Dynamic Regression Model

covars <- cbind(ts.temp, ts.precip, ts.stations) %>% 
  window(end = c(2018, 2))

# Restrict data so models use same fitting period
# use 1-4 lagged values in the xreg predictors
fit1 <- auto.arima(total.ts, xreg=covars[,1:3],
                   stationary=TRUE)

fit1

fcast <- forecast(fit1, xreg=cbind(
 # rep(mean(covars[,1], 8)),rep(mean(covars[,2], 8)),rep(mean(covars[,3], 8))
  rep(77.3, 20), mean(0, 20), rep(454, 20)
  ))

fcast %>% autoplot()

I generalized the function provided in Forecasting to create lags of various lengths. Unforunately, the larger the lag, the smaller the dataset, so the information criteria are lower than models that use smaller lags and larger datasets. These modelscan not be compared for that reason, among others.

predictors <- function(ts, var, lags){
  cbind(
    var = ts[,var],
    varLag1 = stats::lag(ts[,var],-lags[1]),
    varLag2 = stats::lag(ts[,var],-lags[2]),
    varLag3 = stats::lag(ts[,var],-lags[3])
  ) %>% 
    window(end = c(2018, 2))
}
lagpreds.mult <- cbind(predictors(covars, "ts.temp", c(1,2,3)),
                       predictors(covars, "ts.stations", c(1,2,3)))

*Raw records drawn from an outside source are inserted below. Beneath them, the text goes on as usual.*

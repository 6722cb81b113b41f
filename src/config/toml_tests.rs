//! Tests for TOML configuration parsing.

use super::toml::{TomlConfig, default_config_template};

mod parsing {
    use super::*;

    #[test]
    fn parse_minimal_config() {
        let toml = r#"
            [webhook]
            url = "https://discord.com/api/webhooks/1/token"
        "#;

        let config = TomlConfig::parse(toml).unwrap();
        assert_eq!(
            config.webhook.url.as_deref(),
            Some("https://discord.com/api/webhooks/1/token")
        );
        assert!(config.dispatch.messages.is_empty());
    }

    #[test]
    fn parse_full_dispatch_section() {
        let toml = r#"
            [dispatch]
            messages = ["hello", "world"]
            messages_file = "~/msgs.txt"
            count = 20
            delay = 1.25
            random_order = true
            rate_limit_cooldown = 5
        "#;

        let config = TomlConfig::parse(toml).unwrap();
        let dispatch = &config.dispatch;

        assert_eq!(dispatch.messages, vec!["hello", "world"]);
        assert_eq!(dispatch.messages_file.as_deref(), Some("~/msgs.txt"));
        assert_eq!(dispatch.count, Some(20));
        assert_eq!(dispatch.delay, Some(1.25));
        assert!(dispatch.random_order);
        assert_eq!(dispatch.rate_limit_cooldown, Some(5.0));
    }

    #[test]
    fn parse_empty_config() {
        let config = TomlConfig::parse("").unwrap();

        assert!(config.webhook.url.is_none());
        assert!(config.dispatch.count.is_none());
        assert!(!config.dispatch.random_order);
    }

    #[test]
    fn integer_delay_is_accepted_as_float() {
        let config = TomlConfig::parse("[dispatch]\ndelay = 2").unwrap();

        assert_eq!(config.dispatch.delay, Some(2.0));
    }
}

mod errors {
    use super::*;

    #[test]
    fn unknown_section_is_rejected() {
        let result = TomlConfig::parse("[monitor]\npoll_interval = 60");

        assert!(result.is_err());
    }

    #[test]
    fn unknown_field_is_rejected() {
        let result = TomlConfig::parse("[dispatch]\namount = 50");

        assert!(result.is_err());
    }

    #[test]
    fn wrong_type_is_rejected() {
        let result = TomlConfig::parse("[dispatch]\ncount = \"fifty\"");

        assert!(result.is_err());
    }

    #[test]
    fn malformed_toml_is_rejected() {
        let result = TomlConfig::parse("[webhook\nurl = ");

        assert!(matches!(result, Err(super::super::ConfigError::TomlParse(_))));
    }
}

mod load {
    use super::*;
    use std::io::Write;

    #[test]
    fn load_reads_file() {
        let mut file = tempfile::NamedTempFile::new().unwrap();
        writeln!(file, "[dispatch]\ncount = 7").unwrap();

        let config = TomlConfig::load(file.path()).unwrap();

        assert_eq!(config.dispatch.count, Some(7));
    }

    #[test]
    fn load_missing_file_returns_file_read_error() {
        let result = TomlConfig::load(std::path::Path::new("/nonexistent/hook-pacer.toml"));

        assert!(matches!(
            result,
            Err(super::super::ConfigError::FileRead { .. })
        ));
    }
}

mod template {
    use super::*;

    #[test]
    fn default_template_parses() {
        let config = TomlConfig::parse(&default_config_template()).unwrap();

        assert_eq!(config.dispatch.count, Some(50));
        assert_eq!(config.dispatch.delay, Some(0.75));
        assert!(config.webhook.url.is_none());
    }

    #[test]
    fn default_template_documents_every_dispatch_key() {
        let template = default_config_template();

        for key in [
            "url",
            "messages",
            "messages_file",
            "count",
            "delay",
            "random_order",
            "rate_limit_cooldown",
        ] {
            assert!(template.contains(key), "template is missing {key}");
        }
    }
}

fit1 <- auto.arima(total.ts[4:90], xreg=lagpreds.mult[4:90,1:5],
  stationary=T) # best model has 4 lagged terms for temperature and the present station number

fit2 <- auto.arima(total.ts[4:90], xreg=lagpreds.mult[4:90, 1:3],
  stationary=TRUE)

c(fit1[["aicc"]], fit2[["aicc"]])

Dynamic regression and lagged predictor terms do not improve the model AICC beyond the best models based on the best models produced by purely the forecast variable. It is logical because it seems unlikely that the number of stations will have a large impact in the short run.